The Greeks called it the star of Ares. For the Egyptians, it was the Horus of the Horizon. Across many Asian cultures, it was called the Fire Star. Mars has been surrounded by mystery from the time of ancient civilizations to the recent discovery of water on the planet’s surface.1 But why have humans around the world and throughout history been so obsessed with the tiny red planet?

Human fascination with Mars began in the late 19th century, when Italian astronomer Giovanni Schiaparelli first observed canali, or lines, on the planet’s surface. Yet canali was mistakenly translated as “canals” instead of “lines.”2 This led many to believe that some sort of intelligent life existed on Mars and these canals were engineered for their survival. While these lines were later found to be optical illusions, the canali revolutionized the way people viewed Mars. For perhaps the first time in history, it seemed that humans might not be alone in the universe. Schiaparelli had unintentionally sparked what became known as “Mars fever,” and indirectly influenced our desire to study, travel to, and even colonize Mars for more than 100 years. In Cosmos, Carl Sagan memorably described this odd fascination, “Mars has become a kind of mythic arena onto which we have projected our Earthly hopes and fears.”

He was right.

After the canali misunderstanding, people began to believe that not only was there life on Mars, but intelligent life. The Mars craze escalated with the rise of science fiction, especially the publication of H.G. Wells’s classic Martian takeover novel War of the Worlds.2,3 In 1938, the novel was adapted for a radio broadcast narrated by actor Orson Welles. The broadcast incited mass terror, as millions of listeners mistook the fictional broadcast for news of an impending alien Armageddon. Surprisingly, this is just one of the many instances where random events have been mistaken for extraterrestrial interaction. The public image of Mars quickly evolved to reflect a mystical red landscape inhabited by intelligent, antagonistic, green creatures. Mars fever was becoming contagious.

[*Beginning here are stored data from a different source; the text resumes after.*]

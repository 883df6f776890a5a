//! 控制层启发式的属性测试

use maze_control::config::{CalibrationConfig, FollowerConfig};
use maze_control::explorer::DistanceCalibration;
use maze_control::{
    ExitScan, JunctionView, SegmentEnd, SegmentFollower, TurnDecision, merge_runs, select_turn, steer,
};
use maze_hal::mock::ScriptedRobot;
use maze_map::{DirMarks, Direction, Path, PathSegment, Turn};
use proptest::prelude::*;

fn exit_scan() -> impl Strategy<Value = ExitScan> {
    (any::<bool>(), any::<bool>(), any::<bool>()).prop_map(|(left, straight, right)| ExitScan {
        left,
        straight,
        right,
    })
}

fn path_turn() -> impl Strategy<Value = Turn> {
    prop_oneof![Just(Turn::Left), Just(Turn::Straight), Just(Turn::Right), Just(Turn::Back)]
}

/// 中间至少一个传感器 ≥ 100
fn center_on_line() -> impl Strategy<Value = [u16; 3]> {
    (prop::array::uniform3(0u16..=1000), 0usize..3, 100u16..=1000).prop_map(|(mut c, k, v)| {
        c[k] = v;
        c
    })
}

/// 既不是死路也不是路口的读数
fn plain_reading() -> impl Strategy<Value = [u16; 5]> {
    (0u16..=200, center_on_line(), 0u16..=200).prop_map(|(l, c, r)| [l, c[0], c[1], c[2], r])
}

/// 终止读数及其预期结果
fn ending_reading() -> impl Strategy<Value = ([u16; 5], SegmentEnd)> {
    prop_oneof![
        // 死路优先于路口判定
        (0u16..=1000, prop::array::uniform3(0u16..100), 0u16..=1000)
            .prop_map(|(l, c, r)| ([l, c[0], c[1], c[2], r], SegmentEnd::DeadEnd)),
        (201u16..=1000, center_on_line(), 0u16..=1000, any::<bool>()).prop_map(|(hi, c, other, swap)| {
            let (l, r) = if swap { (other, hi) } else { (hi, other) };
            ([l, c[0], c[1], c[2], r], SegmentEnd::Intersection)
        }),
    ]
}

proptest! {
    /// 测试跟随恰好在第一个满足条件的读数处终止
    #[test]
    fn follow_stops_on_first_qualifying_reading(
        prefix in prop::collection::vec(plain_reading(), 0..40),
        end in ending_reading(),
    ) {
        let (ending, expected) = end;
        let mut script = prefix.clone();
        script.push(ending);
        let mut robot = ScriptedRobot::new(script);

        let outcome = SegmentFollower::new(FollowerConfig::default()).follow(&mut robot);
        prop_assert_eq!(outcome.end, expected);
        prop_assert_eq!(outcome.iterations as usize, prefix.len() + 1);
        prop_assert_eq!(robot.reads(), prefix.len() + 1);
        prop_assert_eq!(robot.commands().len(), prefix.len() + 1);
    }

    /// 测试选中的出口一定是报告过的、标记数小于 2 的出口
    #[test]
    fn selected_exit_is_reported_and_open(
        heading in 0u8..4,
        exits in exit_scan(),
        marks in prop::array::uniform4(0u8..4),
        visited in any::<bool>(),
    ) {
        let heading = Direction::from_index(heading);
        let view = JunctionView { heading, exits, marks: DirMarks(marks), visited };

        match select_turn(&view) {
            TurnDecision::Turn(Turn::Back) => {
                prop_assert!(exits.directions(heading).all(|d| view.marks[d] >= 2));
            },
            TurnDecision::Turn(turn) => {
                let dir = heading.apply(turn);
                prop_assert!(exits.directions(heading).any(|d| d == dir));
                prop_assert!(view.marks[dir] < 2);
                // 没有标记数更少的出口
                prop_assert!(exits.directions(heading).all(|d| view.marks[d] >= view.marks[dir]));
            },
            TurnDecision::LoopBack => {
                prop_assert!(visited);
                prop_assert_eq!(view.marks[heading.flip()], 1);
            },
            TurnDecision::Closed => {
                prop_assert!(view.marks[heading.flip()] >= 2);
                prop_assert!(exits.directions(heading).all(|d| view.marks[d] >= 2));
            },
        }
    }

    /// 测试差速分配：功率不超过上限，左右差等于钳位后的差值
    #[test]
    fn steering_stays_in_range(diff in -2000i32..2000, max in 0i32..=255) {
        let s = steer(diff, max);
        prop_assert!((0..=max).contains(&(s.left as i32)));
        prop_assert!((0..=max).contains(&(s.right as i32)));
        prop_assert_eq!(s.left as i32 - s.right as i32, s.differential);
        prop_assert!(s.differential.abs() <= max);
    }

    /// 测试段长标定单调不减
    #[test]
    fn calibration_is_monotonic(a in any::<u32>(), b in any::<u32>()) {
        let calibration = DistanceCalibration::new(CalibrationConfig::default());
        let (lo, hi) = if a <= b { (a, b) } else { (b, a) };
        prop_assert!(calibration.cells(lo) <= calibration.cells(hi));
    }

    /// 测试合并直行段后总跳数不变，且只剩末尾可能出现直行
    #[test]
    fn merge_preserves_hops(
        segments in prop::collection::vec((path_turn(), 1u8..6), 0..12),
        finish in 1u8..6,
    ) {
        let mut path = Path::default();
        for &(turn, distance) in &segments {
            path.push(PathSegment::new(turn, distance)).unwrap();
        }
        path.push(PathSegment::new(Turn::Finish, finish)).unwrap();

        let runs = merge_runs(&path);
        let merged_hops: u32 = runs.iter().map(|r| r.cells as u32 - 1).sum();
        prop_assert_eq!(merged_hops, path.total_hops());

        let straights = segments.iter().filter(|(t, _)| *t == Turn::Straight).count();
        prop_assert_eq!(runs.len(), path.len() - straights);
        prop_assert_eq!(runs.iter().map(|r| r.ignore as usize).sum::<usize>(), straights);
        prop_assert_eq!(runs.last().map(|r| r.turn), Some(Turn::Finish));
    }
}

As decades passed, it became increasingly clear that Mars contained no tiny green men and that there were no flying saucers coming to colonize the Earth. The Mariner missions found no evidence of life on Mars, and as a result, Mars fever took on a new form: without the threat of intelligent, alien life forms, who was to stop us from colonizing the Red Planet? After all, perhaps the destruction of Earth wouldn’t be caused by invaders, but by earthlings themselves. Many contemporary science fiction writers focus on this idea of a second Earth in their stories. Award-winning novelist Michael Swanwick says, "We all are running out of a lot of different minerals, some of which our civilization depends on … There is a science-fiction idea for you."4 With natural resources dwindling and pollution on the rise, Earth might need a replacement.5 Mars’ relative similarity and proximity to Earth make it a strong candidate.

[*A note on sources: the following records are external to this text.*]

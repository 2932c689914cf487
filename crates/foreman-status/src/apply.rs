//! The edit applier - deterministic state transition for each edit kind.
//!
//! The applier is a pure function of (pre-state, edit): no IO, no clocks,
//! no randomness. Every replica feeds it the same edits in the same log
//! order and reaches identical state.
//!
//! An `Err` from the applier is never environmental. It means the status
//! machine is inconsistent with the log and this replica has diverged;
//! the replication driver escalates it to a process abort. Benign no-ops
//! (a slot already reserved during replay, a redundant terminal
//! transition) apply cleanly.

use foreman_types::{SequenceNumber, StatusEdit, Task, TaskId, TaskStatus, Worker, WorkerStatus};

use crate::slots::SlotBoard;
use crate::store::StatusState;

/// Applies one edit to the state, under the store's write lock.
///
/// `seq` must be the next sequence in log order; `last_sequence` is
/// advanced before the edit is dispatched. Returns the created id for
/// `AddTask`, `None` for every other kind.
pub(crate) fn apply_edit(
    state: &mut StatusState,
    slots: &SlotBoard,
    seq: SequenceNumber,
    edit: &StatusEdit,
) -> Result<Option<TaskId>, ApplyError> {
    // Replay and follower streams deliver in strictly increasing order.
    // Concurrent leader appends may reach the write lock slightly out of
    // order; the log's sequence numbers, not this field, are what order
    // the replicated history.
    state.last_sequence = seq;

    match edit {
        StatusEdit::AddTask {
            task_id,
            task_type,
            user_id,
            parameter,
            max_attempts,
            execution_deadline,
            slot,
            created_at,
        } => {
            let task = Task {
                task_id: *task_id,
                task_type: *task_type,
                user_id: user_id.clone(),
                parameter: parameter.clone(),
                result: None,
                created_at: *created_at,
                execution_deadline: *execution_deadline,
                max_attempts: *max_attempts,
                attempts: 0,
                worker_id: None,
                slot: slot.clone(),
                status: TaskStatus::Waiting,
            };
            state.tasks.insert(*task_id, task);

            if *task_id > state.max_task_id {
                state.max_task_id = *task_id;
            }

            // Replay and follower apply re-establish the reservation here;
            // on the leader it is already held from the submission path.
            if let Some(slot) = slot {
                slots.assign(slot);
            }

            Ok(Some(*task_id))
        }

        StatusEdit::AssignTaskToWorker {
            task_id,
            worker_id,
            attempt,
        } => {
            let task = state.tasks.get_mut(task_id).ok_or(ApplyError::TaskNotFound {
                task_id: *task_id,
                kind: "AssignTaskToWorker",
            })?;

            task.status = TaskStatus::Running;
            task.worker_id = Some(worker_id.clone());
            task.attempts = *attempt;

            Ok(None)
        }

        StatusEdit::TaskStatusChange {
            task_id,
            worker_id,
            status,
            result,
        } => {
            let task = state.tasks.get_mut(task_id).ok_or(ApplyError::TaskNotFound {
                task_id: *task_id,
                kind: "TaskStatusChange",
            })?;

            if let Some(reported) = worker_id {
                if task.worker_id.as_deref() != Some(reported.as_str()) {
                    return Err(ApplyError::WorkerMismatch {
                        task_id: *task_id,
                        assigned: task.worker_id.clone(),
                        reported: reported.clone(),
                    });
                }
            }

            task.status = *status;
            task.result = result.clone();

            if status.is_terminal() {
                if let Some(slot) = &task.slot {
                    slots.release(slot);
                }
            }

            Ok(None)
        }

        StatusEdit::WorkerConnected {
            worker_id,
            process_id,
            location,
            timestamp,
        } => {
            let worker = upsert_worker(state, worker_id);
            worker.status = WorkerStatus::Connected;
            worker.location = location.clone();
            worker.process_id = process_id.clone();
            worker.last_connection_at = *timestamp;
            Ok(None)
        }

        StatusEdit::WorkerDisconnected { worker_id, .. } => {
            upsert_worker(state, worker_id).status = WorkerStatus::Disconnected;
            Ok(None)
        }

        StatusEdit::WorkerDied { worker_id, .. } => {
            upsert_worker(state, worker_id).status = WorkerStatus::Dead;
            Ok(None)
        }
    }
}

/// Looks up a worker, creating it lazily on first mention.
fn upsert_worker<'a>(state: &'a mut StatusState, worker_id: &str) -> &'a mut Worker {
    state
        .workers
        .entry(worker_id.to_string())
        .or_insert_with(|| Worker {
            worker_id: worker_id.to_string(),
            location: String::new(),
            process_id: String::new(),
            last_connection_at: foreman_types::Timestamp::new(0),
            status: WorkerStatus::Disconnected,
        })
}

/// Invariant violations detected while applying an edit.
///
/// Any of these means the replica's status machine no longer matches the
/// log. The only safe response in a long-lived replica is to stop; the
/// replication driver takes care of that.
#[derive(thiserror::Error, Debug, PartialEq, Eq)]
pub enum ApplyError {
    #[error("{kind} references task {task_id}, which does not exist")]
    TaskNotFound { task_id: TaskId, kind: &'static str },

    #[error("task {task_id} is assigned to {assigned:?}, but {reported} reported its completion")]
    WorkerMismatch {
        task_id: TaskId,
        assigned: Option<String>,
        reported: String,
    },
}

Rocket scientist Werner Von Braun even wrote The Mars Project, a book outlining a Martian colonization fleet that would be assembled in earth orbit.6 It was a proposition of massive proportions, calling for $500 million in rocket fuel alone and human explorers rather than rovers such as NASA’s Opportunity and Curiosity.6 However, these colonization efforts are not simply fictional. Elon Musk, CEO of Tesla and creator of the privately funded space agency SpaceX, has put intense effort into interplanetary travel, particularly in the case of Mars, but his methods remain abstract.7 Mars One has a similar goal: establishing a Martian colony. While not an aerospace company, Mars One is a logistical center for carrying out such a mission. They focus primarily on funding and organization, leaving systems construction up to more established aerospace companies.8 While both SpaceX and Mars One are dedicated to the cause of Martian colonization, it is evident that neither company will be able to accomplish such a mission any time soon.

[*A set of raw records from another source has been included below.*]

//! # foreman-status: Replicated status machine for Foreman
//!
//! The status machine is the deterministic heart of the broker. It receives
//! edits already ordered by the log and applies them to an in-memory map of
//! tasks and workers.
//!
//! ## Key Principles
//!
//! - **No IO**: the applier never touches disk or network
//! - **No clocks**: timestamps are carried inside each edit, stamped on the
//!   leader at construction time
//! - **Single writer**: all mutation happens under the store's write lock,
//!   in log order
//! - **Deterministic**: the same edits in the same order produce the same
//!   state on every replica
//!
//! ## Architecture
//!
//! - [`store`]: the [`StatusStore`] - task/worker maps behind a
//!   readers-writer lock, plus the id counters
//! - [`apply`]: the edit applier - one deterministic transition per
//!   [`StatusEdit`](foreman_types::StatusEdit) kind
//! - [`slots`]: the [`SlotBoard`] - cluster-unique reservation of named
//!   submission slots

pub mod apply;
pub mod slots;
pub mod store;


pub use apply::ApplyError;
pub use slots::SlotBoard;
pub use store::{PurgeSweep, StatusStore, TaskView, WorkerView};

The possible mechanisms for colonizing Mars are endless, ranging from pioneering the landscape with 3D printable habitats to harvesting remnants of water from the Martian soil. But the challenges arguably outweigh current technologies. In order to survive, humans would need space suits that could protect against extreme temperature differentials.5 Once on the surface, astronauts would need to establish food sources that were both sustainable and suitable for long term missions.9 Scientists would need to consider accommodations for the mental health of astronauts spending more time in space than any other human in history. Beyond these basic necessities, factors like harmful cosmic rays and the sheer cost of such a mission must also be considered.10

The highly improbable nature of Mars exploration and colonization only seems to add fuel to the fire of humanity’s obsession. In spite of the challenges associated with colonization, Mars fever persists. Though Mars is 225 million kilometers away from Earth, it has piqued human curiosity throughout civilizations. Schiaparelli and his contemporaries could only dream of the possibilities that dwelled in Mars’s “canali.” However, exploration of Mars is no longer the stuff of science-fiction. This is a new era of making the impossible possible, from Neil Armstrong’s “giant leap for mankind” to the establishment of the International Space Station. We are closer to Mars than ever before, and in the coming years we might just unveil the mystery behind the Red Planet.